__Activity__
After locating the line that contains "assert_eq!(draws.indirect_args[0].first_instance, 0);" in the records below, write out exactly that line and each line after it through the one that contains "pub use resources::ResourceManager;", and nothing else.

__Given entries__
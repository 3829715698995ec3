use scene_math::prelude::*;

/// Array layer reserved for spot-light shadows; layers `0..6` are the six
/// cube faces a point light's shadow occupies within its one allocated
/// tile.
pub const SPOT_LAYER: u32 = 6;
pub const LAYERS_PER_TILE: u32 = 7;

/// Sentinel returned by [`ShadowAtlas::allocate_tile`] on exhaustion.
pub const NO_TILE: i32 = -1;

/// A single 2D image-array divided into `tiles_per_row * tiles_per_row`
/// power-of-two tiles, per spec.md §3/§6. Tiles are allocated at most once
/// per frame and freed en masse at frame start; no tile index is reused
/// within a frame.
pub struct ShadowAtlas {
    tiles_per_row: u32,
    next_free: u32,
}

impl ShadowAtlas {
    pub fn new(tiles_per_row: u32) -> Self {
        Self { tiles_per_row, next_free: 0 }
    }

    pub fn tile_capacity(&self) -> u32 {
        self.tiles_per_row * self.tiles_per_row
    }

    /// Free every tile allocated this frame. Called by the Reset pass at
    /// frame start.
    pub fn free_all(&mut self) {
        self.next_free = 0;
    }

    /// Returns a tile index and its `[0,1]^2` UV rect within one array
    /// layer, or `None` on exhaustion -- the caller maps this to
    /// `ShadowSlot.tileIndex = -1` and the light stays unshadowed this
    /// frame (spec.md §4.3's tile-allocation contract).
    pub fn allocate_tile(&mut self) -> Option<(u32, Vec2, Vec2)> {
        if self.next_free >= self.tile_capacity() {
            return None;
        }
        let index = self.next_free;
        self.next_free += 1;

        let scale = 1.0 / self.tiles_per_row as f32;
        let x = (index % self.tiles_per_row) as f32;
        let y = (index / self.tiles_per_row) as f32;
        Some((index, Vec2::new(x * scale, y * scale), Vec2::splat(scale)))
    }
}

#[cfg(test)]
mod test {
    use super::*;

    #[test]
    fn exhaustion_returns_none() {
        let mut atlas = ShadowAtlas::new(1);
        assert!(atlas.allocate_tile().is_some());
        assert!(atlas.allocate_tile().is_none(), "single-tile atlas must be exhausted after one alloc");
    }

    #[test]
    fn allocate_free_all_allocate_is_deterministic() {
        let mut atlas = ShadowAtlas::new(2);
        let first_round: Vec<_> = std::iter::from_fn(|| atlas.allocate_tile()).map(|(i, ..)| i).collect();
        atlas.free_all();
        let second_round: Vec<_> = std::iter::from_fn(|| atlas.allocate_tile()).map(|(i, ..)| i).collect();
        assert_eq!(first_round, second_round);
    }

    #[test]
    fn uv_rect_is_within_unit_square() {
        let mut atlas = ShadowAtlas::new(4);
        while let Some((_, offset, scale)) = atlas.allocate_tile() {
            assert!(offset.x >= 0.0 && offset.y >= 0.0);
            assert!(offset.x + scale.x <= 1.0 + f32::EPSILON);
            assert!(offset.y + scale.y <= 1.0 + f32::EPSILON);
        }
    }
}
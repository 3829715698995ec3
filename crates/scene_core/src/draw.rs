use std::collections::HashMap;

use scene_math::prelude::*;
use scene_res::Handle;
use scene_rhi::BufferHandle;
use scene_world::{Entity, Material, StaticMeshComponent, TransformComponent, World};

use crate::error::SceneError;

bitflags::bitflags! {
    #[derive(Debug, Clone, Copy, PartialEq, Eq, bytemuck::Pod, bytemuck::Zeroable)]
    #[repr(C)]
    pub struct InstanceFlags: u32 {
        const SELECTED        = 1 << 0;
        const CASTS_SHADOW    = 1 << 1;
        const RECEIVES_SHADOW = 1 << 2;
    }
}

/// One per surface-instance emitted by the compiler, per spec.md §3.
#[derive(Debug, Clone, Copy, bytemuck::Pod, bytemuck::Zeroable)]
#[repr(C)]
pub struct InstanceRecord {
    pub world_transform: Mat4,
    pub bounding_sphere_center: Vec3,
    pub bounding_sphere_radius: f32,
    pub entity: u32,
    pub draw_command_index: u32,
    pub flags: InstanceFlags,
    /// Offset into the bone-palette buffer; `0` for static meshes.
    pub bone_offset: u32,
    /// Split `u64` device address for bindless vertex fetch; see
    /// [`split_address`].
    pub vertex_buffer_address: [u32; 2],
    pub index_buffer_address: [u32; 2],
}

/// The exact on-GPU draw-indirect struct, per spec.md §3.
#[derive(Debug, Clone, Copy, PartialEq, Eq, bytemuck::Pod, bytemuck::Zeroable)]
#[repr(C)]
pub struct IndirectArgs {
    pub vertex_count: u32,
    pub instance_count: u32,
    pub first_vertex: u32,
    pub first_instance: u32,
}

/// One unique `(material, vertex buffer, first index)` batch.
#[derive(Debug, Clone, Copy)]
pub struct DrawCommand {
    pub material: Handle<Material>,
    pub vertex_buffer: BufferHandle,
    pub first_index: u32,
    pub indirect_index: u32,
    pub skinned: bool,
}

/// Groups instances into one indirect draw. Deliberately excludes the
/// transform so identical surface+material combinations on different
/// entities fuse into one batch, per spec.md §4.2's batching policy.
#[derive(Debug, Clone, Copy, PartialEq, Eq, Hash)]
struct DrawKey {
    material: Handle<Material>,
    vertex_buffer: BufferHandle,
    first_index: u32,
}

/// Output of one `renderScene()` invocation's geometry pass: tightly packed
/// per-frame arrays plus the running bone-palette table for skinned meshes.
#[derive(Debug, Default)]
pub struct CompiledDraws {
    pub draw_commands: Vec<DrawCommand>,
    pub indirect_args: Vec<IndirectArgs>,
    pub instance_data: Vec<InstanceRecord>,
    pub bones_data: Vec<Mat4>,
}

impl CompiledDraws {
    pub fn clear(&mut self) {
        self.draw_commands.clear();
        self.indirect_args.clear();
        self.instance_data.clear();
        self.bones_data.clear();
    }
}

fn instance_flags(world: &dyn World, entity: Entity, casts_shadow: bool, receives_shadow: bool) -> InstanceFlags {
    let mut flags = InstanceFlags::empty();
    if world.is_selected(entity) {
        flags |= InstanceFlags::SELECTED;
    }
    if casts_shadow {
        flags |= InstanceFlags::CASTS_SHADOW;
    }
    if receives_shadow {
        flags |= InstanceFlags::RECEIVES_SHADOW;
    }
    flags
}

/// Resolves the material for one surface following spec.md §4.2's fallback
/// chain: per-instance override slot, then the mesh's own material slot,
/// then the engine default. A material that fails `is_ready_for_render` is
/// treated as absent and the chain continues.
fn resolve_material(
    world: &dyn World,
    mesh_slot: Option<Handle<Material>>,
    override_slot: Option<Handle<Material>>,
) -> Result<Handle<Material>, SceneError> {
    let ready = |handle: Handle<Material>| {
        world.materials().get(handle).map(Material::is_ready_for_render).unwrap_or(false)
    };

    if let Some(handle) = override_slot {
        if ready(handle) {
            return Ok(handle);
        }
    }

    if let Some(handle) = mesh_slot {
        if ready(handle) {
            return Ok(handle);
        }
    }

    let default = world.default_material();
    if !ready(default) {
        return Err(SceneError::InvariantViolation(
            "engine default material failed to resolve".into(),
        ));
    }
    Ok(default)
}

fn split_address(address: u64) -> [u32; 2] {
    [(address & 0xffff_ffff) as u32, (address >> 32) as u32]
}

/// Walks the world, batching visible primitives into draw commands and
/// per-instance records. This is the whole of the Draw Compiler
/// (spec.md §4.2).
///
/// Single traversal per mesh type: static meshes first, then skeletal. A
/// `DrawKey` lookup in a scratch hashmap decides whether an entity's
/// surface fuses into an existing [`DrawCommand`] or starts a new one;
/// after the traversal, `firstInstance` is assigned as the running prefix
/// sum of each command's `instanceCount`, which is then reset to 0 for the
/// GPU cull shader to atomically rebuild.
pub fn compile_draws(world: &dyn World, out: &mut CompiledDraws) -> Result<(), SceneError> {
    out.clear();

    let mut keys: HashMap<DrawKey, usize> = HashMap::new();

    let mut emit_static = |entity: Entity, mesh_component: &StaticMeshComponent, transform: &TransformComponent| -> Result<(), SceneError> {
        let Some(mesh) = world.meshes().get(mesh_component.mesh) else { return Ok(()) };
        if !mesh.is_ready_for_render() {
            return Ok(());
        }

        let world_aabb = mesh.aabb().transform(transform.world);
        let (center, radius) = world_aabb.bounding_sphere();
        let flags = instance_flags(world, entity, mesh_component.casts_shadow, mesh_component.receives_shadow);

        for (surface_index, surface) in mesh.geometry_surfaces().iter().enumerate() {
            let override_slot = mesh_component.material_overrides.get(surface_index).copied().flatten();
            let mesh_slot = mesh.material_at_slot(surface.material_index);
            let material = resolve_material(world, mesh_slot, override_slot)?;

            let key = DrawKey {
                material,
                vertex_buffer: mesh.vertex_buffer(),
                first_index: surface.start_index,
            };

            let command_index = *keys.entry(key).or_insert_with(|| {
                out.draw_commands.push(DrawCommand {
                    material,
                    vertex_buffer: mesh.vertex_buffer(),
                    first_index: surface.start_index,
                    indirect_index: out.indirect_args.len() as u32,
                    skinned: false,
                });
                out.indirect_args.push(IndirectArgs {
                    vertex_count: surface.index_count,
                    instance_count: 0,
                    first_vertex: surface.start_index,
                    first_instance: 0,
                });
                out.draw_commands.len() - 1
            });

            out.indirect_args[command_index].instance_count += 1;
            out.instance_data.push(InstanceRecord {
                world_transform: transform.world,
                bounding_sphere_center: center,
                bounding_sphere_radius: radius,
                entity,
                draw_command_index: command_index as u32,
                flags,
                bone_offset: 0,
                vertex_buffer_address: split_address(mesh.vertex_buffer().0 as u64),
                index_buffer_address: split_address(mesh.index_buffer().0 as u64),
            });
        }

        Ok(())
    };

    for (entity, mesh_component, transform) in world.static_meshes() {
        emit_static(entity, mesh_component, transform)?;
    }

    for (entity, mesh_component, transform) in world.skeletal_meshes() {
        let Some(mesh) = world.meshes().get(mesh_component.mesh) else { continue };
        if !mesh.is_ready_for_render() {
            continue;
        }

        let bone_offset = out.bones_data.len() as u32;
        out.bones_data.extend_from_slice(&mesh_component.bone_palette);

        let world_aabb = mesh.aabb().transform(transform.world);
        let (center, radius) = world_aabb.bounding_sphere();
        let flags = instance_flags(world, entity, mesh_component.casts_shadow, mesh_component.receives_shadow);

        for (surface_index, surface) in mesh.geometry_surfaces().iter().enumerate() {
            let override_slot = mesh_component.material_overrides.get(surface_index).copied().flatten();
            let mesh_slot = mesh.material_at_slot(surface.material_index);
            let material = resolve_material(world, mesh_slot, override_slot)?;

            let key = DrawKey {
                material,
                vertex_buffer: mesh.vertex_buffer(),
                first_index: surface.start_index,
            };

            let command_index = *keys.entry(key).or_insert_with(|| {
                out.draw_commands.push(DrawCommand {
                    material,
                    vertex_buffer: mesh.vertex_buffer(),
                    first_index: surface.start_index,
                    indirect_index: out.indirect_args.len() as u32,
                    skinned: true,
                });
                out.indirect_args.push(IndirectArgs {
                    vertex_count: surface.index_count,
                    instance_count: 0,
                    first_vertex: surface.start_index,
                    first_instance: 0,
                });
                out.draw_commands.len() - 1
            });

            out.indirect_args[command_index].instance_count += 1;
            out.instance_data.push(InstanceRecord {
                world_transform: transform.world,
                bounding_sphere_center: center,
                bounding_sphere_radius: radius,
                entity,
                draw_command_index: command_index as u32,
                flags,
                bone_offset,
                vertex_buffer_address: split_address(mesh.vertex_buffer().0 as u64),
                index_buffer_address: split_address(mesh.index_buffer().0 as u64),
            });
        }
    }

    // Prefix-sum `firstInstance`, then reset `instanceCount` to 0 -- the GPU
    // cull shader atomically rebuilds it per spec.md §4.2 step 2.
    let mut cumulative = 0u32;
    for args in &mut out.indirect_args {
        args.first_instance = cumulative;
        cumulative += args.instance_count;
        args.instance_count = 0;
    }

    Ok(())
}

#[cfg(test)]
mod test {
    use super::*;
    use crate::test_support::FakeWorld;

    #[test]
    fn empty_world_compiles_nothing() {
        let world = FakeWorld::new();
        let mut draws = CompiledDraws::default();
        compile_draws(&world, &mut draws).unwrap();
        assert!(draws.draw_commands.is_empty());
        assert!(draws.indirect_args.is_empty());
        assert!(draws.instance_data.is_empty());
    }

    #[test]
    fn shared_mesh_and_material_batches_into_one_draw_per_surface() {
        let mut world = FakeWorld::new();
        let mesh = world.add_mesh_two_surfaces();
        world.add_static_instance(mesh, Mat4::IDENTITY);
        world.add_static_instance(mesh, Mat4::from_translation(Vec3::X));

        let mut draws = CompiledDraws::default();
        compile_draws(&world, &mut draws).unwrap();

        assert_eq!(draws.draw_commands.len(), 2);
        assert_eq!(draws.instance_data.len(), 4);
        for args in &draws.indirect_args {
            assert_eq!(args.instance_count, 0, "instanceCount must be reset after CPU assembly");
        }
    }

    #[test]
    fn prefix_sum_matches_pre_reset_counts() {
        let mut world = FakeWorld::new();
        let mesh = world.add_mesh_two_surfaces();
        world.add_static_instance(mesh, Mat4::IDENTITY);
        world.add_static_instance(mesh, Mat4::IDENTITY);
        world.add_static_instance(mesh, Mat4::IDENTITY);

        let mut draws = CompiledDraws::default();
        compile_draws(&world, &mut draws).unwrap();

        // Surface 0 got 3 instances, surface 1 got 3 instances.
        assert_eq!(draws.indirect_args[0].first_instance, 0);
        assert_eq!(draws.indirect_args[1].first_instance, 3);
        let total: u32 = draws.instance_data.len() as u32;
        assert_eq!(total, 6);
    }

    #[test]
    fn single_surface_single_instance_matches_scenario_six() {
        let mut world = FakeWorld::new();
        let mesh = world.add_mesh_single_surface(36, 0);
        world.add_static_instance(mesh, Mat4::IDENTITY);

        let mut draws = CompiledDraws::default();
        compile_draws(&world, &mut draws).unwrap();

        assert_eq!(
            draws.indirect_args[0],
            IndirectArgs { vertex_count: 36, instance_count: 0, first_vertex: 0, first_instance: 0 }
        );
    }
}
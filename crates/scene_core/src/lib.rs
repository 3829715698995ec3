#![warn(clippy::all)]

//! The clustered forward render scene core (spec.md, in full).
//!
//! Six cooperating components, wired together by [`pass::FrameScheduler`]:
//! the View Driver ([`view`]), Draw Compiler ([`draw`]), Light Packer
//! ([`light`] + [`shadow`] + [`shadow_atlas`]), Resource Manager
//! ([`resources`]), Pass Scheduler ([`pass`] + [`cluster`] +
//! [`depth_pyramid`] + [`push_constants`]), and Readback Service
//! ([`readback`]). Data flows top-to-bottom per frame; no component holds
//! state across frame boundaries except GPU resources owned by
//! [`resources::ResourceManager`].

pub mod cluster;
pub mod depth_pyramid;
pub mod draw;
pub mod error;
pub mod light;
pub mod pass;
pub mod push_constants;
pub mod readback;
pub mod resources;
pub mod shadow;
pub mod shadow_atlas;
pub mod view;

#[cfg(any(test, feature = "test-support"))]
pub mod test_support;

pub use draw::{compile_draws, CompiledDraws, DrawCommand, IndirectArgs, InstanceRecord};
pub use error::SceneError;
pub use light::{pack_lights, Light, LightVariant, PackedShadows, SceneLightData, ShadowSlot, MAX_LIGHTS};
pub use pass::{DebugOverlayFlags, FrameScheduler, FrameState};
pub use readback::ReadbackService;
pub use resources::ResourceManager;
pub use shadow::{CascadeSplitMode, NUM_CASCADES};
pub use shadow_atlas::ShadowAtlas;
pub use view::{build_scene_globals, CullData, CullFlags, SceneGlobals, ViewVolume};
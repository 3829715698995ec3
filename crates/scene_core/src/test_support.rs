//! Minimal in-memory [`World`] fixture used by this crate's own tests.
//! Grounded on the teacher's tendency to build small in-crate test doubles
//! (`rendi_res::dummy::DummyRes`) rather than pull in a mocking framework.

use scene_math::prelude::*;
use scene_res::{Arena, Handle};
use scene_rhi::{BufferHandle, ShaderHandle};
use scene_world::{
    DirectionalLightComponent, Entity, EnvironmentComponent, LineBatchComponent, Material, Mesh,
    PointLightComponent, SkeletalMeshComponent, SpotLightComponent, StaticMeshComponent, Surface,
    TransformComponent, World,
};

#[derive(Default)]
pub struct FakeWorld {
    meshes: Arena<Mesh>,
    materials: Arena<Material>,
    default_material: Option<Handle<Material>>,
    static_meshes: Vec<(Entity, StaticMeshComponent, TransformComponent)>,
    skeletal_meshes: Vec<(Entity, SkeletalMeshComponent, TransformComponent)>,
    directional_lights: Vec<(Entity, DirectionalLightComponent)>,
    point_lights: Vec<(Entity, PointLightComponent, TransformComponent)>,
    spot_lights: Vec<(Entity, SpotLightComponent, TransformComponent)>,
    environment: Option<EnvironmentComponent>,
    line_batches: Vec<LineBatchComponent>,
    selected: Vec<Entity>,
    next_entity: Entity,
    next_buffer: u32,
    pub time_since_creation: f64,
    pub delta_time: f64,
}

impl FakeWorld {
    pub fn new() -> Self {
        let mut world = Self::default();
        let default_material = world.materials.insert(Material {
            vertex_shader: ShaderHandle(0),
            vertex_shader_skinned: ShaderHandle(1),
            pixel_shader: ShaderHandle(2),
            binding_set: scene_rhi::BindingSetHandle(0),
            binding_layout: scene_rhi::BindingLayoutHandle(0),
            ready_for_render: true,
        });
        world.default_material = Some(default_material);
        world
    }

    fn next_entity(&mut self) -> Entity {
        let id = self.next_entity;
        self.next_entity += 1;
        id
    }

    fn next_buffer_handle(&mut self) -> BufferHandle {
        let id = self.next_buffer;
        self.next_buffer += 1;
        BufferHandle(id)
    }

    /// A mesh with a single surface of `index_count` indices starting at
    /// `start_index`, using the default material.
    pub fn add_mesh_single_surface(&mut self, index_count: u32, start_index: u32) -> Handle<Mesh> {
        let default = self.default_material.unwrap();
        let vertex_buffer = self.next_buffer_handle();
        let index_buffer = self.next_buffer_handle();
        self.meshes.insert(Mesh {
            local_aabb: Aabb::from_corners(Vec3::splat(-1.0), Vec3::splat(1.0)),
            vertex_buffer,
            index_buffer,
            surfaces: vec![Surface { start_index, index_count, material_index: 0 }],
            material_slots: vec![default],
            ready_for_render: true,
            skinned: false,
        })
    }

    /// A mesh with two surfaces, both using the default material.
    pub fn add_mesh_two_surfaces(&mut self) -> Handle<Mesh> {
        let default = self.default_material.unwrap();
        let vertex_buffer = self.next_buffer_handle();
        let index_buffer = self.next_buffer_handle();
        self.meshes.insert(Mesh {
            local_aabb: Aabb::from_corners(Vec3::splat(-1.0), Vec3::splat(1.0)),
            vertex_buffer,
            index_buffer,
            surfaces: vec![
                Surface { start_index: 0, index_count: 36, material_index: 0 },
                Surface { start_index: 36, index_count: 36, material_index: 0 },
            ],
            material_slots: vec![default],
            ready_for_render: true,
            skinned: false,
        })
    }

    pub fn add_static_instance(&mut self, mesh: Handle<Mesh>, transform: Mat4) -> Entity {
        let entity = self.next_entity();
        self.static_meshes.push((
            entity,
            StaticMeshComponent {
                mesh,
                material_overrides: Vec::new(),
                casts_shadow: true,
                receives_shadow: true,
            },
            TransformComponent { world: transform },
        ));
        entity
    }

    pub fn add_directional_light(&mut self, direction: Vec3, casts_shadow: bool) -> Entity {
        let entity = self.next_entity();
        self.directional_lights.push((
            entity,
            DirectionalLightComponent { direction, color: Vec3::ONE, irradiance: 1.0, casts_shadow },
        ));
        entity
    }

    pub fn add_point_light(&mut self, position: Vec3, luminous_power: Vec3, casts_shadow: bool) -> Entity {
        let entity = self.next_entity();
        self.point_lights.push((
            entity,
            PointLightComponent { color: Vec3::ONE, luminous_power, casts_shadow },
            TransformComponent { world: Mat4::from_translation(position) },
        ));
        entity
    }

    pub fn add_spot_light(&mut self, transform: Mat4, casts_shadow: bool) -> Entity {
        let entity = self.next_entity();
        self.spot_lights.push((
            entity,
            SpotLightComponent {
                color: Vec3::ONE,
                intensity: 1.0,
                inner_angle_degrees: 20.0,
                outer_angle_degrees: 30.0,
                attenuation_radius: 20.0,
                casts_shadow,
            },
            TransformComponent { world: transform },
        ));
        entity
    }

    pub fn select(&mut self, entity: Entity) {
        self.selected.push(entity);
    }
}

impl World for FakeWorld {
    fn static_meshes(
        &self,
    ) -> Box<dyn Iterator<Item = (Entity, &StaticMeshComponent, &TransformComponent)> + '_> {
        Box::new(self.static_meshes.iter().map(|(e, m, t)| (*e, m, t)))
    }

    fn skeletal_meshes(
        &self,
    ) -> Box<dyn Iterator<Item = (Entity, &SkeletalMeshComponent, &TransformComponent)> + '_> {
        Box::new(self.skeletal_meshes.iter().map(|(e, m, t)| (*e, m, t)))
    }

    fn directional_lights(&self) -> Box<dyn Iterator<Item = (Entity, &DirectionalLightComponent)> + '_> {
        Box::new(self.directional_lights.iter().map(|(e, l)| (*e, l)))
    }

    fn point_lights(
        &self,
    ) -> Box<dyn Iterator<Item = (Entity, &PointLightComponent, &TransformComponent)> + '_> {
        Box::new(self.point_lights.iter().map(|(e, l, t)| (*e, l, t)))
    }

    fn spot_lights(
        &self,
    ) -> Box<dyn Iterator<Item = (Entity, &SpotLightComponent, &TransformComponent)> + '_> {
        Box::new(self.spot_lights.iter().map(|(e, l, t)| (*e, l, t)))
    }

    fn environment(&self) -> Option<&EnvironmentComponent> {
        self.environment.as_ref()
    }

    fn line_batches(&self) -> Box<dyn Iterator<Item = &LineBatchComponent> + '_> {
        Box::new(self.line_batches.iter())
    }

    fn is_selected(&self, entity: Entity) -> bool {
        self.selected.contains(&entity)
    }

    fn selected_entities(&self) -> &[Entity] {
        &self.selected
    }

    fn time_since_creation(&self) -> f64 {
        self.time_since_creation
    }

    fn delta_time(&self) -> f64 {
        self.delta_time
    }

    fn is_valid(&self, entity: Entity) -> bool {
        entity < self.next_entity
    }

    fn meshes(&self) -> &Arena<Mesh> {
        &self.meshes
    }

    fn materials(&self) -> &Arena<Material> {
        &self.materials
    }

    fn default_material(&self) -> Handle<Material> {
        self.default_material.expect("FakeWorld::new always installs a default material")
    }
}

__Solution to this task__
        assert_eq!(draws.indirect_args[0].first_instance, 0);
        assert_eq!(draws.indirect_args[1].first_instance, 3);
        let total: u32 = draws.instance_data.len() as u32;
        assert_eq!(total, 6);
    }

    #[test]
    fn single_surface_single_instance_matches_scenario_six() {
        let mut world = FakeWorld::new();
        let mesh = world.add_mesh_single_surface(36, 0);
        world.add_static_instance(mesh, Mat4::IDENTITY);

        let mut draws = CompiledDraws::default();
        compile_draws(&world, &mut draws).unwrap();

        assert_eq!(
            draws.indirect_args[0],
            IndirectArgs { vertex_count: 36, instance_count: 0, first_vertex: 0, first_instance: 0 }
        );
    }
}
filename crates/scene_core/src/lib.rs
repository 3829715698995ec3
#![warn(clippy::all)]

//! The clustered forward render scene core (spec.md, in full).
//!
//! Six cooperating components, wired together by [`pass::FrameScheduler`]:
//! the View Driver ([`view`]), Draw Compiler ([`draw`]), Light Packer
//! ([`light`] + [`shadow`] + [`shadow_atlas`]), Resource Manager
//! ([`resources`]), Pass Scheduler ([`pass`] + [`cluster`] +
//! [`depth_pyramid`] + [`push_constants`]), and Readback Service
//! ([`readback`]). Data flows top-to-bottom per frame; no component holds
//! state across frame boundaries except GPU resources owned by
//! [`resources::ResourceManager`].

pub mod cluster;
pub mod depth_pyramid;
pub mod draw;
pub mod error;
pub mod light;
pub mod pass;
pub mod push_constants;
pub mod readback;
pub mod resources;
pub mod shadow;
pub mod shadow_atlas;
pub mod view;

#[cfg(any(test, feature = "test-support"))]
pub mod test_support;

pub use draw::{compile_draws, CompiledDraws, DrawCommand, IndirectArgs, InstanceRecord};
pub use error::SceneError;
pub use light::{pack_lights, Light, LightVariant, PackedShadows, SceneLightData, ShadowSlot, MAX_LIGHTS};
pub use pass::{DebugOverlayFlags, FrameScheduler, FrameState};
pub use readback::ReadbackService;
pub use resources::ResourceManager;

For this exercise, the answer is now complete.